▶ [GIVEN ENTRIES]:

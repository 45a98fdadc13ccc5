//! Non-fatal configuration notices
//!
//! A notice records a resource or derived construct that was skipped or
//! resolved by policy. Notices are logged when reported and travel with the
//! IR and the published snapshot so callers can surface them.

use serde::{Deserialize, Serialize};
use std::fmt;

/// Category of a non-fatal configuration problem
#[derive(Debug, Clone, Copy, PartialEq, Eq, Hash, Serialize, Deserialize)]
#[serde(rename_all = "snake_case")]
pub enum NoticeKind {
    /// Resource failed to decode or validate and was skipped
    InvalidResource,
    /// Resource was understood but deliberately not used
    IgnoredResource,
    /// Two Hosts declare the same hostname with divergent TLS material
    HostConflict,
    /// A mapping group mixes a redirect with forwarding routes
    RedirectConflict,
    /// More than one global Module
    DuplicateModule,
    /// More than one RateLimitService
    DuplicateRateLimitService,
    /// A Host links a TLSContext that does not exist
    MissingTlsContext,
    /// Explicit weights in a group exceed 100
    WeightOverflow,
}

impl fmt::Display for NoticeKind {
    fn fmt(&self, f: &mut fmt::Formatter<'_>) -> fmt::Result {
        let name = match self {
            NoticeKind::InvalidResource => "invalid_resource",
            NoticeKind::IgnoredResource => "ignored_resource",
            NoticeKind::HostConflict => "host_conflict",
            NoticeKind::RedirectConflict => "redirect_conflict",
            NoticeKind::DuplicateModule => "duplicate_module",
            NoticeKind::DuplicateRateLimitService => "duplicate_ratelimit_service",
            NoticeKind::MissingTlsContext => "missing_tls_context",
            NoticeKind::WeightOverflow => "weight_overflow",
        };
        f.write_str(name)
    }
}

/// A reported, non-fatal configuration warning
#[derive(Debug, Clone, PartialEq, Eq, Serialize, Deserialize)]
pub struct ConfigNotice {
    pub kind: NoticeKind,
    /// Identity (`name.namespace`) of the resource the notice is about
    pub resource: String,
    pub message: String,
}

impl ConfigNotice {
    pub fn new<R: Into<String>, M: Into<String>>(kind: NoticeKind, resource: R, message: M) -> Self {
        Self { kind, resource: resource.into(), message: message.into() }
    }
}

impl fmt::Display for ConfigNotice {
    fn fmt(&self, f: &mut fmt::Formatter<'_>) -> fmt::Result {
        write!(f, "[{}] {}: {}", self.kind, self.resource, self.message)
    }
}

#[cfg(test)]
mod tests {
    use super::*;

    #[test]
    fn test_notice_display_includes_kind_and_resource() {
        let notice = ConfigNotice::new(
            NoticeKind::HostConflict,
            "host-2.default",
            "hostname foo.example.com already bound",
        );
        assert_eq!(
            notice.to_string(),
            "[host_conflict] host-2.default: hostname foo.example.com already bound"
        );
    }
}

▶ [EXERCISE BRIEF]: Go through the listing above and locate each line that holds the word "impl". Copy those lines.

▶ [RESULT]:
impl fmt::Display for NoticeKind {
impl ConfigNotice {
impl fmt::Display for ConfigNotice {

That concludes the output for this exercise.